Dina terbangun dari tidurnya. Mimpi buruk yang dialaminya benar–benar membuatnya ketakutan. Keringat dingin membasahi piyamanya. Ia mengatur irama nafasnya yang memburu menjadi sedikit tenang. Ia kembali memutar ingatan akan mimpinya barusan.
            Ia bagai terdampar di sebuah ruangan redup, hampa, tak berpenghuni, hanya ia pertama kali menginjakkan kaki di sana. Dina linglung. Ia tak menjumpai seorang pun untuk diminta keterangan tentang keberadaannya sekarang. Seorang diri, ia coba menyusuri ruangan itu untuk mencari petunjuk.       Sepanjang perjalanannya, ia tak menemui siapapun. Ruangan itu s’perti jalan tak berujung yang entah kemana tujuannya.
            Kesunyian memancarkan auranya. Bulu kuduk Dina pelan-pelan menegak. Aroma mistis menyambutnya saat ia melewati ruangan ini. Sangking sunyinya, ia bahkan bisa mendengar langkah kakinya sendiri.
            “Apakah di sini ada orang?” Dina bersuara untuk memecah kesunyian di sana. Tapi suara nyaringnya hilang begitu saja ditelan kesunyian.
            Dina berhenti sejenak. Ia menyipitkan matanya untuk sesuatu yang berada tak jauh dari hadapannya.
            “Apa itu?” ujar Dina dalam batin. Ia melihat sekelebat  bayangan seorang wanita berambut sebahu, wajah agak kusam.
            “Sepertinya aku mengenal dia..” Dina melangkahkan kaki mendekati bayangan itu.
            “I-i-tu aku!” Dina terkesiap. Tak salah lagi wanita itu adalah dirinya– benarkah itu dia?
            Bayangan wanita itu pergi menjauhi Dina. Dina masih tak percaya dengan apa yang dilihatnya segera mengejar bayangan itu.
            “Hey tunggu!” sergah Dina.
            Bayangan itu sudah luput dari pandangan mata Dina. Yang ditinggalkan bayangan wanita itu adalah senyuman lirih. Dina membisu melihat senyuman wanita itu dan menyadari wanita itu benar–benar dirinya. 
Dina terperangah sebuah cermin terpampang di hadapannya. Belum selesai dirinya mengungkap misteri ruangan ini muncul lagi cermin aneh di hadapannya.
            Dina memajukan kakinya mendekati cermin. Cermin yang memantulkan bayangan dirinya. Sekilas cermin itu memantulkan memang bayangan dirinya namun ia melihat ada keanehan. Bayangan dirinya tampak suram. Tak ada kebahagian terpancar dari bayangan wajahnya. Rona kesedihan dan kemalangan menghiasi wajah Dina yang tanpa jerawat itu.

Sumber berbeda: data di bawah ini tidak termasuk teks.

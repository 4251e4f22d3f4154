//! 消息服务各操作的参数
//!
//! 与领域模型解耦，序列化友好，便于由接口层直接反序列化。

use chrono::{DateTime, Utc};
use serde::{Deserialize, Serialize};
use sms_domain::message::MessageEventName;
use sms_domain::persist::IndexParams;
use uuid::Uuid;

/// 以给定标识创建消息
#[derive(Debug, Clone, PartialEq, Eq, Serialize, Deserialize)]
pub struct MessageStoreParams {
    pub id: Uuid,
    pub owner: String,
    pub contact: String,
    pub content: String,
    pub timestamp: DateTime<Utc>,
}

/// 对已有消息施加一次状态迁移
#[derive(Debug, Clone, Copy, PartialEq, Eq, Serialize, Deserialize)]
pub struct HandleMessageParams {
    pub id: Uuid,
    pub timestamp: DateTime<Utc>,
}

/// API 受理的发送请求
#[derive(Debug, Clone, PartialEq, Eq, Serialize, Deserialize)]
pub struct MessageSendParams {
    pub owner: String,
    pub contact: String,
    pub content: String,
    pub source: String,
    pub request_received_at: DateTime<Utc>,
}

/// 手机上报的收件
#[derive(Debug, Clone, PartialEq, Eq, Serialize, Deserialize)]
pub struct MessageReceiveParams {
    pub owner: String,
    pub contact: String,
    pub content: String,
    pub source: String,
    pub timestamp: DateTime<Utc>,
}

#[derive(Debug, Clone, PartialEq, Eq, Serialize, Deserialize)]
pub struct MessageGetOutstandingParams {
    pub source: String,
    /// 缺省时使用服务配置中的 `outstanding_limit`
    #[serde(default)]
    pub limit: Option<usize>,
}

#[derive(Debug, Clone, PartialEq, Eq, Serialize, Deserialize)]
pub struct MessageGetParams {
    pub owner: String,
    pub contact: String,
    #[serde(flatten)]
    pub index: IndexParams,
}

/// 手机就某条消息上报的事件
#[derive(Debug, Clone, PartialEq, Eq, Serialize, Deserialize)]
pub struct MessageStorePhoneEventParams {
    pub message_id: Uuid,
    pub event_name: MessageEventName,
    pub timestamp: DateTime<Utc>,
    pub source: String,
}
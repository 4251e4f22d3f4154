//! 持久化协议（persist）
//!
//! 定义消息仓储与事件处理日志（去重日志）仓储的接口，并提供基于内存的实现：
//! - `MessageRepository`：消息的存取、按会话分页查询与待发送集合；
//! - `EventListenerLogRepository`：以（事件标识，处理器签名）为键的幂等账本，
//!   认领（claim）为单次原子条件插入。
//!
//! 具体存储后端（如 Postgres）由上层提供实现并注入。
//!
mod event_listener_log;
mod inmemory;
mod message_repository;

pub use event_listener_log::{EventListenerLog, EventListenerLogRepository, ListenerClaim};
pub use inmemory::{InMemoryEventListenerLogRepository, InMemoryMessageRepository};
pub use message_repository::{IndexParams, MessageRepository};
use crate::{error::DomainResult as Result, message::Message};
use async_trait::async_trait;
use serde::{Deserialize, Serialize};
use std::sync::Arc;
use uuid::Uuid;

/// 分页与过滤参数
#[derive(Debug, Clone, PartialEq, Eq, Serialize, Deserialize)]
pub struct IndexParams {
    #[serde(default)]
    pub skip: usize,
    #[serde(default = "default_limit")]
    pub limit: usize,
    /// 按内容的子串过滤
    #[serde(default)]
    pub query: Option<String>,
}

fn default_limit() -> usize {
    20
}

impl Default for IndexParams {
    fn default() -> Self {
        Self {
            skip: 0,
            limit: default_limit(),
            query: None,
        }
    }
}

/// 消息仓储：每个标识上的读写是原子的，跨标识不提供事务
#[async_trait]
pub trait MessageRepository: Send + Sync {
    /// 保存新消息；标识已存在时返回 `Conflict`
    async fn store(&self, message: &Message) -> Result<()>;

    /// 保存一次状态迁移后的消息
    ///
    /// 仓储中的版本必须恰好是 `message.version - 1`，否则返回 `VersionConflict`，
    /// 调用方应重新加载后再迁移；不存在时返回 `NotFound`。
    async fn update(&self, message: &Message) -> Result<()>;

    /// 按标识加载；不存在时返回 `NotFound`
    async fn load(&self, id: Uuid) -> Result<Message>;

    /// 两个号码之间的消息，按 `order_timestamp` 倒序
    async fn index(&self, owner: &str, contact: &str, params: &IndexParams) -> Result<Vec<Message>>;

    /// 等待交给手机发送的消息，按 `order_timestamp` 正序
    async fn get_outstanding(&self, limit: usize) -> Result<Vec<Message>>;
}

#[async_trait]
impl<T> MessageRepository for Arc<T>
where
    T: MessageRepository + ?Sized,
{
    async fn store(&self, message: &Message) -> Result<()> {
        (**self).store(message).await
    }

    async fn update(&self, message: &Message) -> Result<()> {
        (**self).update(message).await
    }

    async fn load(&self, id: Uuid) -> Result<Message> {
        (**self).load(id).await
    }

    async fn index(&self, owner: &str, contact: &str, params: &IndexParams) -> Result<Vec<Message>> {
        (**self).index(owner, contact, params).await
    }

    async fn get_outstanding(&self, limit: usize) -> Result<Vec<Message>> {
        (**self).get_outstanding(limit).await
    }
}
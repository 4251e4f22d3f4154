//! 短信消息（Message）实体与状态机
//!
//! `Message` 是唯一的聚合：由首个事件创建，此后原地推进状态，不会被本子系统删除。
//! 状态只能沿 `Pending → Sending → Sent`（MobileTerminated）前进，
//! MobileOriginated 消息创建即处于终态 `Received`。
//!
mod entity;
mod status;

pub use entity::Message;
pub use status::{MessageEventName, MessageStatus, MessageType};
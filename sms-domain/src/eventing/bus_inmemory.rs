//! 内存版事件总线（InMemoryEventBus）
//!
//! 基于 `tokio::sync::broadcast` 的异步传输，满足 `EventDispatcher` 协议：
//! - `dispatch`：克隆并广播事件，立即返回，不等待任何处理器；
//! - `subscribe`：返回 `'static` 生命周期事件流，交给 `EventEngine` 消费；
//! - 典型用途：测试环境、示例与本地开发。
//!
//! 注意：分发返回时副作用尚不可见，调用方需要轮询等待。

use crate::domain_event::EventEnvelope;
use crate::error::{DomainError, DomainResult as Result};
use crate::eventing::EventDispatcher;
use async_trait::async_trait;
use futures_core::stream::BoxStream;
use futures_util::StreamExt;
use tokio::sync::broadcast;
use tokio_stream::wrappers::BroadcastStream;

/// 简单的内存事件总线实现
#[derive(Clone)]
pub struct InMemoryEventBus {
    tx: broadcast::Sender<EventEnvelope>,
}

impl InMemoryEventBus {
    /// 创建一个内存总线，`capacity` 为广播缓冲区容量
    pub fn new(capacity: usize) -> Self {
        let (tx, _rx) = broadcast::channel(capacity);
        Self { tx }
    }

    /// 返回一个 'static 生命周期的事件流，便于在 tokio::spawn 中使用
    pub fn subscribe(&self) -> BoxStream<'static, Result<EventEnvelope>> {
        let rx = self.tx.subscribe();
        let stream =
            BroadcastStream::new(rx).map(|r| r.map_err(|e| DomainError::event_bus(e.to_string())));
        Box::pin(stream)
    }
}

#[async_trait]
impl EventDispatcher for InMemoryEventBus {
    async fn dispatch(&self, event: &EventEnvelope) -> Result<()> {
        // 无订阅者时事件无人接收：对调用方而言这是传输失败
        self.tx
            .send(event.clone())
            .map(|_| ())
            .map_err(|_| DomainError::event_bus(format!("no subscriber for event [{}]", event.id())))
    }
}
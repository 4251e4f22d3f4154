use bon::Builder;
use chrono::{DateTime, Utc};
use serde::{Deserialize, Serialize};
use serde_json::Value;
use uuid::Uuid;

use super::event_type::MessageEventType;
use super::payloads::MessageEventPayload;
use crate::error::{DomainError, DomainResult};

/// 载荷的内容类型，固定为 JSON
pub const APPLICATION_JSON: &str = "application/json";

/// 事件信封：不可变的事实记录
#[derive(Debug, Clone, PartialEq, Builder, Serialize, Deserialize)]
pub struct EventEnvelope {
    /// 每次发射唯一（uuid 字符串）
    #[builder(into, default = Uuid::new_v4().to_string())]
    id: String,
    #[serde(rename = "type")]
    #[builder(into)]
    event_type: String,
    /// 自由格式的来源标记
    #[builder(into)]
    source: String,
    #[builder(default = Utc::now())]
    time: DateTime<Utc>,
    #[serde(rename = "datacontenttype")]
    #[builder(into, default = APPLICATION_JSON.to_string())]
    data_content_type: String,
    data: Value,
}

impl EventEnvelope {
    /// 以新的标识与当前 UTC 时间封装载荷
    pub fn new<P: Serialize>(
        event_type: MessageEventType,
        source: impl Into<String>,
        payload: &P,
    ) -> DomainResult<Self> {
        let data = serde_json::to_value(payload)?;

        Ok(Self::builder()
            .event_type(event_type.as_str())
            .source(source)
            .data(data)
            .build())
    }

    /// 使用载荷绑定的事件类型封装
    pub fn for_payload<P: MessageEventPayload>(
        source: impl Into<String>,
        payload: &P,
    ) -> DomainResult<Self> {
        Self::new(P::EVENT_TYPE, source, payload)
    }

    pub fn id(&self) -> &str {
        &self.id
    }

    pub fn event_type(&self) -> &str {
        &self.event_type
    }

    pub fn source(&self) -> &str {
        &self.source
    }

    pub fn time(&self) -> DateTime<Utc> {
        self.time
    }

    pub fn data_content_type(&self) -> &str {
        &self.data_content_type
    }

    pub fn data(&self) -> &Value {
        &self.data
    }

    /// 解码载荷；失败为不可重试的解码错误
    pub fn data_as<P: MessageEventPayload>(&self) -> DomainResult<P> {
        if self.event_type != P::EVENT_TYPE.as_str() {
            return Err(self.decode_error(format!(
                "payload type is bound to [{}]",
                P::EVENT_TYPE
            )));
        }

        if self.data_content_type != APPLICATION_JSON {
            return Err(self.decode_error(format!(
                "unsupported content type [{}]",
                self.data_content_type
            )));
        }

        P::deserialize(&self.data).map_err(|e| self.decode_error(e.to_string()))
    }

    /// 编码为 JSON 字节（传输层使用）
    pub fn to_bytes(&self) -> DomainResult<Vec<u8>> {
        Ok(serde_json::to_vec(self)?)
    }

    /// 从 JSON 字节解码信封本身
    pub fn from_bytes(bytes: &[u8]) -> DomainResult<Self> {
        Ok(serde_json::from_slice(bytes)?)
    }

    fn decode_error(&self, reason: String) -> DomainError {
        DomainError::Decode {
            event_id: self.id.clone(),
            event_type: self.event_type.clone(),
            reason,
        }
    }
}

            “Apakah itu bayanganku? Apakah itu benar-benar aku?” Berbagai pertanyaan mulai terbesit di hatinya.
            “Aku adalah kamu, Dina. Aku adalah dirimu. Sisi lain dirimu yang selalu dilupakan, tidak diinginkan dan tidak dicintai sama sekali oleh orang-orang dan...” Bayangan dalam cermin itu berhenti berbicara.
            Badan Dina menegang mendengar bayangan cermin itu berbicara padanya. Semua yang dikatakan bagai rantai besi yang membelenggu tubuh juga pikirannya. Ia serasa dilempar ke dalam jurang masa lalu yang amat pedih.
            “ Yang membunuh kedua orang tuamu sendiri.” Sosok wajah yang menyedihkan berubah menjadi menyeramkan. Ia menyeriangi jahat ke arah Dina.
            “Tidak! Bukan aku yang membunuh mereka! Aku sayang mereka!” bantah Dina keras. Ia menutup kedua daun telinganya mendengar perkataan bayangan cermin itu.
            “Kau yang sudah membunuh mereka, Dina! Kau yang tega menyia-nyiakan nyawa mereka untuk kepuasanmu sendiri dan tiba waktumu untuk menyusul mereka...” bayangan cermin juga membalas bantahan Dina. Kata–kata yang keluar dari mulutnya umpama ribuan jarum-jarum tajam yang menyebar ke seluruh tubuhnya, mematikan pergerakan sendinya.
            “Jadi biarkan aku mengambil nyawamu, Dina.” Bayangan dalam cermin itu lamat-lamat mengeluarkan lengannya untuk mencapai leher Dina. Dina membeku, membiarkan tangan itu menyentuh lehernya. Dina megap-megap. Cengkeraman tangan itu kuat menjerat lehernya. Ia tak punya daya apa- apa menghentikan perbuatan bayangannya sendiri.
            Di ranjangnya ia menangis seorang dirinya. Dina terlalu segan untuk membangunkan paman dna bibinya untuk menemaninya sebentar, tapi syukurlah ia sudah terbebas dari siksaan mimpi buruknya.
            “Aku harus memberitahu Iqbal besok! Harus!” tegas Dina dalam hatinya.